BRIEF DESCRIPTION OF THE DRAWINGS

[0012] The invention now will be elucidated further by means of the drawing in which

Fig.1A shows a first embodiment of the lamp according to the invention;

Fig.1B shows a graph of the relative luminous intensity in annular direction around the lamp axis of the lamp of Fig.1A;

FIG.1C shows a polar plot of the far field luminous intensity both in the direction along and transverse to the lamp axis of the lamp of Fig.1A;

Fig.2A-D show Figures analogous to Figs.1A-C for a second embodiment of the lamp according to the invention;

Fig.3A-C show Figures analogous to Figs.1A-C for a third embodiment of the lamp according to the invention;

Fig.4A-C show Figures analogous to Figs.1A-C for a fourth embodiment of the lamp according to the invention;

Fig.5A-C show Figures analogous to Figs.1A-C for a fifth embodiment of the lamp according to the invention; and

Fig.6A shows a sixth embodiment of the lamp according to the invention.

DETAILED DESCRIPTION OF EMBODIMENTS

[0013] For reference orientation, a coordinate symbol with x,y,z-axes is added to the drawing.

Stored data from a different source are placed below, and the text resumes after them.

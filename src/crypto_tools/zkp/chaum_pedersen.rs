//! Non-interactive Chaum-Pedersen proof of discrete-log equality,
//! Fiat-Shamir transformed with transcript `[target1, target2, alpha1, alpha2]`
use num_bigint_dig::{BigInt, BigUint};
use rand::{CryptoRng, RngCore};
use serde::{Deserialize, Serialize};
use tracing::warn;

use crate::crypto_tools::{arith, group::GroupParams, hash};

// statement (base1, base2, target1, target2), witness (scalar)
//   such that target1 == base1^scalar and target2 == base2^scalar (mod p)
#[derive(Clone, Debug)]
pub struct Statement<'a> {
    pub group: &'a GroupParams,
    pub base1: &'a BigUint,
    pub base2: &'a BigUint,
    pub target1: &'a BigUint,
    pub target2: &'a BigUint,
}

#[derive(Clone, Debug)]
pub struct Witness<'a> {
    pub scalar: &'a BigUint,
}

#[derive(Debug, Clone, PartialEq, Serialize, Deserialize)]
pub struct Proof {
    alpha1: BigUint,
    alpha2: BigUint,
    r: BigUint,
}

pub fn prove(
    stmt: &Statement,
    wit: &Witness,
    rng: &mut (impl CryptoRng + RngCore),
) -> Proof {
    let w = arith::random_scalar(rng, stmt.group.q());
    let alpha1 = stmt.base1.modpow(&w, stmt.group.p());
    let alpha2 = stmt.base2.modpow(&w, stmt.group.p());
    let c = hash::to_scalar(
        &[stmt.target1, stmt.target2, &alpha1, &alpha2],
        stmt.group.q(),
    );
    // w - scalar*c goes negative; route it through the signed reduction
    let r = arith::mod_signed(
        &(BigInt::from(w) - BigInt::from(&c * wit.scalar)),
        stmt.group.q(),
    );
    Proof { alpha1, alpha2, r }
}

pub fn verify(stmt: &Statement, proof: &Proof) -> bool {
    let c = hash::to_scalar(
        &[stmt.target1, stmt.target2, &proof.alpha1, &proof.alpha2],
        stmt.group.q(),
    );
    let lhs1 = stmt.base1.modpow(&proof.r, stmt.group.p())
        * stmt.target1.modpow(&c, stmt.group.p())
        % stmt.group.p();
    let lhs2 = stmt.base2.modpow(&proof.r, stmt.group.p())
        * stmt.target2.modpow(&c, stmt.group.p())
        % stmt.group.p();
    let err = match (lhs1 == proof.alpha1, lhs2 == proof.alpha2) {
        (true, true) => return true,
        (false, false) => "fail both targets",
        (false, true) => "fail target1",
        (true, false) => "fail target2",
    };

    warn!("chaum pedersen verify failed: {}", err);

    false
}
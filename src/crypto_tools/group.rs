//! Group parameters for the order-`q` subgroup of Z_p*, `p` a safe prime
use num_bigint_dig::{prime::probably_prime, BigUint};
use tracing::error;

use super::arith;
use crate::sdk::api::{HerbFatal, HerbResult};

/// Rounds of Miller-Rabin for configuration-time primality checks.
const PRIMALITY_ROUNDS: usize = 20;

/// Immutable after construction. All group arithmetic is mod `p`,
/// all exponent arithmetic is mod `q = (p - 1) / 2`.
#[derive(Debug, Clone, PartialEq)]
pub struct GroupParams {
    p: BigUint,
    q: BigUint,
    g: BigUint,
}

impl GroupParams {
    pub fn new(safe_prime: BigUint) -> HerbResult<Self> {
        if safe_prime < BigUint::from(7u32) {
            error!("modulus {} is too small", safe_prime);
            return Err(HerbFatal);
        }
        if !probably_prime(&safe_prime, PRIMALITY_ROUNDS) {
            error!("modulus {} is not prime", safe_prime);
            return Err(HerbFatal);
        }
        let q = (&safe_prime - 1u32) >> 1;
        if !probably_prime(&q, PRIMALITY_ROUNDS) {
            error!("modulus {} is not a safe prime", safe_prime);
            return Err(HerbFatal);
        }
        let g = arith::find_generator(&safe_prime)?;
        Ok(Self {
            p: safe_prime,
            q,
            g,
        })
    }

    pub fn p(&self) -> &BigUint {
        &self.p
    }

    pub fn q(&self) -> &BigUint {
        &self.q
    }

    pub fn g(&self) -> &BigUint {
        &self.g
    }

    /// `g^e mod p`
    pub fn pow_g(&self, e: &BigUint) -> BigUint {
        self.g.modpow(e, &self.p)
    }
}

#[cfg(test)]
mod tests {
    use super::*;

    #[test]
    fn safe_prime_accepted() {
        let group = GroupParams::new(BigUint::from(1019u32)).unwrap();
        assert_eq!(group.q(), &BigUint::from(509u32));
        assert_eq!(group.g(), &BigUint::from(4u32));

        // the generator has order q: g^q = 1 and g != 1
        let one = BigUint::from(1u32);
        assert_eq!(group.g().modpow(group.q(), group.p()), one);
        assert_ne!(group.g(), &one);
    }

    #[test]
    fn bad_modulus_rejected() {
        // composite
        assert!(GroupParams::new(BigUint::from(1021u32 * 3u32)).is_err());
        // prime but not safe: (13 - 1) / 2 = 6
        assert!(GroupParams::new(BigUint::from(13u32)).is_err());
        // too small
        assert!(GroupParams::new(BigUint::from(5u32)).is_err());
    }
}
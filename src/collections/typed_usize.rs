use serde::{Deserialize, Deserializer, Serialize, Serializer};
use std::marker::PhantomData;

/// A `usize` index tagged with the map family it indexes, so a node id
/// can't silently stand in for some other map's key.
pub struct TypedUsize<K>(usize, PhantomData<K>);

impl<K> TypedUsize<K> {
    pub fn from_usize(index: usize) -> Self {
        TypedUsize(index, PhantomData)
    }

    pub fn as_usize(&self) -> usize {
        self.0
    }
}

// `#[derive(...)]` would put bounds on `K`, which is only a phantom marker,
// so spell the impls out.

impl<K> Copy for TypedUsize<K> {}

impl<K> Clone for TypedUsize<K> {
    fn clone(&self) -> Self {
        *self
    }
}

impl<K> PartialEq for TypedUsize<K> {
    fn eq(&self, other: &Self) -> bool {
        self.0 == other.0
    }
}

impl<K> std::fmt::Debug for TypedUsize<K> {
    fn fmt(&self, f: &mut std::fmt::Formatter<'_>) -> std::fmt::Result {
        self.0.fmt(f)
    }
}

impl<K> std::fmt::Display for TypedUsize<K> {
    fn fmt(&self, f: &mut std::fmt::Formatter<'_>) -> std::fmt::Result {
        self.0.fmt(f)
    }
}

// Wire form is a fixed-width `u64`: sender ids travel in the message
// envelope and must look the same on platforms with different `usize`
// widths.

impl<K> Serialize for TypedUsize<K> {
    fn serialize<S>(&self, serializer: S) -> Result<S::Ok, S::Error>
    where
        S: Serializer,
    {
        serializer.serialize_u64(self.0 as u64)
    }
}

impl<'de, K> Deserialize<'de> for TypedUsize<K> {
    fn deserialize<D>(deserializer: D) -> Result<Self, D::Error>
    where
        D: Deserializer<'de>,
    {
        Ok(Self::from_usize(u64::deserialize(deserializer)? as usize))
    }
}
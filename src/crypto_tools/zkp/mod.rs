pub mod chaum_pedersen;
pub mod schnorr;
use num_bigint_dig::BigUint;
use serde::{Deserialize, Serialize};
use tracing::error;

use crate::{
    collections::TypedUsize,
    crypto_tools::group::GroupParams,
    sdk::api::{HerbFatal, HerbResult},
};

use super::{rng, BEACON_RNG_TAG};

pub use super::key_share::{GroupKeyInfo, KeyShare, ShareSecretInfo};
pub use super::node::{MsgOut, Node, RoundOutput, Status, StepOutput};
pub use super::rng::SecretSeedKey;

#[derive(Debug, Clone, Copy, PartialEq, Serialize, Deserialize)]
pub struct BeaconNodeId;

pub const MAX_NODE_COUNT: usize = 1000;

/// Process-wide beacon parameters, immutable after validation.
#[derive(Debug, Clone)]
pub struct BeaconConfig {
    threshold: usize,
    node_count: usize,
    round_max: u64,
    replier: bool,
    group: GroupParams,
}

impl BeaconConfig {
    /// Validate `1 <= threshold <= node_count` and the safe prime, and
    /// derive the subgroup generator. `round_max = 0` means key generation
    /// only.
    pub fn new(
        threshold: usize,
        node_count: usize,
        safe_prime: BigUint,
        round_max: u64,
        replier: bool,
    ) -> HerbResult<Self> {
        if node_count == 0
            || node_count > MAX_NODE_COUNT
            || threshold == 0
            || threshold > node_count
        {
            error!(
                "invalid (threshold, node_count, max_node_count): ({},{},{})",
                threshold, node_count, MAX_NODE_COUNT
            );
            return Err(HerbFatal);
        }
        let group = GroupParams::new(safe_prime)?;
        Ok(Self {
            threshold,
            node_count,
            round_max,
            replier,
            group,
        })
    }

    pub fn threshold(&self) -> usize {
        self.threshold
    }

    pub fn node_count(&self) -> usize {
        self.node_count
    }

    pub fn round_max(&self) -> u64 {
        self.round_max
    }

    pub fn replier(&self) -> bool {
        self.replier
    }

    pub(super) fn group(&self) -> &GroupParams {
        &self.group
    }
}

/// Initialize a new beacon node.
/// The node reacts to `Node::start` and `Node::msg_in`; the caller owns
/// transport and scheduling.
pub fn new_node(
    config: BeaconConfig,
    my_id: TypedUsize<BeaconNodeId>,
    seed_key: &SecretSeedKey,
    session_nonce: &[u8],
) -> HerbResult<Node> {
    if my_id.as_usize() >= config.node_count() {
        error!(
            "node id {} out of bounds {}",
            my_id,
            config.node_count()
        );
        return Err(HerbFatal);
    }
    let rng = rng::rng_seed(BEACON_RNG_TAG, my_id, seed_key, session_nonce)?;
    Ok(Node::new(config, my_id, rng))
}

[0014] Fig. 1A shows an electric lamp 1 comprising a socket 2 for mounting the lamp along an insertion direction 3 in a lamp holder. A lamp bulb 4 is mounted on the socket in which bulb 4 at least one semiconductor light source 5 is arranged, in the figure a pair of LEDs. In the figure, the lamp bulb is made of polycarbonate, but alternatively can be made of glass or any other light transmittable solid material, for example PMMA. Cooling means 6 for cooling of the lamp during operation are provided, the cooling means comprise at least two facing cooling fins 7,8 which are separated by a spacing 9, the spacing being 8 mm. Said spacing is in an open connection with the exterior of the lamp. The light source being mounted on a PCB which simultaneously acts as the cooling fin. A lamp axis 10 extends along the insertion direction through a central end 11 of the socket, through said spacing, and through a (virtual) central extreme 12 of the bulb most remote from the socket. The lamp comprises a light redistributing, light transmittable wall 13, comprising two halves 14, 15, for redistributing light originating from the light source, i.e. a LED in each of two halves bulbs 18,19 of the lamp bulb 4, into a desired light distribution during operation of the lamp.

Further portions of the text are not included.